### Week 12 | Image processing with OpenCV and Pytesseract
<hr>
## Learning Objectives
At the end of this lesson, you will be able to:

- Read an image using `imread`

- Convert an image to grayscale using `cv2.COLOR_BGR2GRAY`

- Apply a threshold to the grayscale image using `cv2.THRESH_BINARY_INV` to produce binary images

- Apply morphological transofrmations to the binary image from the thresholding, using a structuring element/kernel such as `cv2.MORPH_RECT` and morphologyEx operations such as `cv2.MORPH_DILATE` and `cv2.MORPH_OPEN`

- Find and use the contours from the morph generated from the morphological transofrmation, using a retrieval mode such as `cv2.RETR_EXTERNAL` and a contour approximation method such as `cv2.CHAIN_APPROX_SIMPLE` or `cv2.CHAIN_APPROX_NONE`

- Visualise the contour generated using `cv2.rectangle` to draw the contours

- Use Pytesseract to read the text embedded in the contours found from the images

### Reading the image
The image is read using `cv2.imread`, before applying Gaussian Blur.
![gray](gray.jpg)

In [2]:
import cv2
import numpy as np
import pytesseract
from PIL import Image, ImageOps
# https://stackoverflow.com/questions/61199573/how-to-detect-the-text-above-lines-using-opencv-in-python

image_path = "Questions.jpg"

# Read the image
img = cv2.imread(image_path)

# Blurring
imgBlur = cv2.GaussianBlur(img, (7, 7), 1)
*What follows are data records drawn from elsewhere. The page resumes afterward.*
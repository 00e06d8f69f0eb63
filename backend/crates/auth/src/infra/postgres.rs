//! PostgreSQL Repository Implementations

use chrono::{DateTime, Utc};
use sqlx::PgPool;
use uuid::Uuid;

use crate::domain::entity::{refresh_token::RefreshToken, user::User};
use crate::domain::repository::{RefreshTokenRepository, UserRepository};
use crate::domain::value_object::{
    email::Email, person_name::PersonName, user_id::UserId, user_password::UserPassword,
};
use crate::error::{AuthError, AuthResult};

/// PostgreSQL-backed auth repository
#[derive(Clone)]
pub struct PgAuthRepository {
    pool: PgPool,
}

impl PgAuthRepository {
    pub fn new(pool: PgPool) -> Self {
        Self { pool }
    }

    /// Clean up refresh tokens past their expiry
    pub async fn cleanup_expired(&self) -> AuthResult<u64> {
        let deleted = sqlx::query("DELETE FROM refresh_tokens WHERE expires_at < $1")
            .bind(Utc::now())
            .execute(&self.pool)
            .await?
            .rows_affected();

        tracing::info!(tokens_deleted = deleted, "Cleaned up expired refresh tokens");

        Ok(deleted)
    }
}

/// Translate a unique violation on insert into the domain conflict error.
/// This is the safety net for concurrent duplicate registrations.
fn map_user_insert_error(err: sqlx::Error) -> AuthError {
    if let sqlx::Error::Database(db_err) = &err {
        if db_err.code().as_deref() == Some("23505") {
            return AuthError::EmailTaken;
        }
    }
    AuthError::Database(err)
}

// ============================================================================
// User Repository Implementation
// ============================================================================

impl UserRepository for PgAuthRepository {
    async fn create(&self, user: &User) -> AuthResult<()> {
        sqlx::query(
            r#"
            INSERT INTO users (
                user_id,
                email,
                password_hash,
                first_name,
                last_name,
                is_active,
                is_superuser,
                joined_at
            ) VALUES ($1, $2, $3, $4, $5, $6, $7, $8)
            "#,
        )
        .bind(user.user_id.as_uuid())
        .bind(user.email.as_str())
        .bind(user.password_hash.as_phc_string())
        .bind(user.first_name.as_str())
        .bind(user.last_name.as_str())
        .bind(user.is_active)
        .bind(user.is_superuser)
        .bind(user.joined_at)
        .execute(&self.pool)
        .await
        .map_err(map_user_insert_error)?;

        Ok(())
    }

    async fn find_by_id(&self, user_id: &UserId) -> AuthResult<Option<User>> {
        let row = sqlx::query_as::<_, UserRow>(
            r#"
            SELECT
                user_id,
                email,
                password_hash,
                first_name,
                last_name,
                is_active,
                is_superuser,
                joined_at
            FROM users
            WHERE user_id = $1
            "#,
        )
        .bind(user_id.as_uuid())
        .fetch_optional(&self.pool)
        .await?;

        row.map(|r| r.into_user()).transpose()
    }

    async fn find_by_email(&self, email: &Email) -> AuthResult<Option<User>> {
        let row = sqlx::query_as::<_, UserRow>(
            r#"
            SELECT
                user_id,
                email,
                password_hash,
                first_name,
                last_name,
                is_active,
                is_superuser,
                joined_at
            FROM users
            WHERE email = $1
            "#,
        )
        .bind(email.as_str())
        .fetch_optional(&self.pool)
        .await?;

        row.map(|r| r.into_user()).transpose()
    }

    async fn exists_by_email(&self, email: &Email) -> AuthResult<bool> {
        let exists =
            sqlx::query_scalar::<_, bool>("SELECT EXISTS(SELECT 1 FROM users WHERE email = $1)")
                .bind(email.as_str())
                .fetch_one(&self.pool)
                .await?;

        Ok(exists)
    }

    async fn set_active(&self, user_id: &UserId) -> AuthResult<()> {
        sqlx::query("UPDATE users SET is_active = TRUE WHERE user_id = $1")
            .bind(user_id.as_uuid())
            .execute(&self.pool)
            .await?;

        Ok(())
    }

    async fn delete(&self, user_id: &UserId) -> AuthResult<()> {
        sqlx::query("DELETE FROM users WHERE user_id = $1")
            .bind(user_id.as_uuid())
            .execute(&self.pool)
            .await?;

        Ok(())
    }
}

// ============================================================================
// Refresh Token Repository Implementation
// ============================================================================

impl RefreshTokenRepository for PgAuthRepository {
    async fn create(&self, token: &RefreshToken) -> AuthResult<()> {
        sqlx::query(
            r#"
            INSERT INTO refresh_tokens (
                token,
                user_id,
                issued_at,
                expires_at
            ) VALUES ($1, $2, $3, $4)
            "#,
        )
        .bind(&token.token)
        .bind(token.user_id.as_uuid())
        .bind(token.issued_at)
        .bind(token.expires_at)
        .execute(&self.pool)
        .await?;

        Ok(())
    }

    async fn exists(&self, token: &str) -> AuthResult<bool> {
        let exists = sqlx::query_scalar::<_, bool>(
            "SELECT EXISTS(SELECT 1 FROM refresh_tokens WHERE token = $1)",
        )
        .bind(token)
        .fetch_one(&self.pool)
        .await?;

        Ok(exists)
    }

    async fn delete(&self, token: &str) -> AuthResult<()> {
        sqlx::query("DELETE FROM refresh_tokens WHERE token = $1")
            .bind(token)
            .execute(&self.pool)
            .await?;

        Ok(())
    }

    async fn delete_all_for_user(&self, user_id: &UserId) -> AuthResult<u64> {
        let deleted = sqlx::query("DELETE FROM refresh_tokens WHERE user_id = $1")
            .bind(user_id.as_uuid())
            .execute(&self.pool)
            .await?
            .rows_affected();

        Ok(deleted)
    }

    async fn cleanup_expired(&self) -> AuthResult<u64> {
        self.cleanup_expired().await
    }
}

// ============================================================================
// Row Types for sqlx mapping
// ============================================================================

#[derive(sqlx::FromRow)]
struct UserRow {
    user_id: Uuid,
    email: String,
    password_hash: String,
    first_name: String,
    last_name: String,
    is_active: bool,
    is_superuser: bool,
    joined_at: DateTime<Utc>,
}

impl UserRow {
    fn into_user(self) -> AuthResult<User> {
        let password_hash = UserPassword::from_phc_string(self.password_hash)
            .map_err(|e| AuthError::Internal(format!("Invalid password hash: {}", e)))?;

        Ok(User {
            user_id: UserId::from_uuid(self.user_id),
            email: Email::from_db(self.email),
            password_hash,
            first_name: PersonName::from_db(self.first_name),
            last_name: PersonName::from_db(self.last_name),
            is_active: self.is_active,
            is_superuser: self.is_superuser,
            joined_at: self.joined_at,
        })
    }
}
# Convert image to grayscale, which is needed for thresholding
gray = cv2.cvtColor(imgBlur, cv2.COLOR_BGR2GRAY)
cv2.imshow("gray", cv2.resize(gray,(700,850)))
cv2.waitKey(0)
cv2.destroyAllWindows()

### Threshold the grayscale image
- If the pixel value is greater than a threshold value,
it is assigned one value(which may be white), else it is assigned another value.(which may be black)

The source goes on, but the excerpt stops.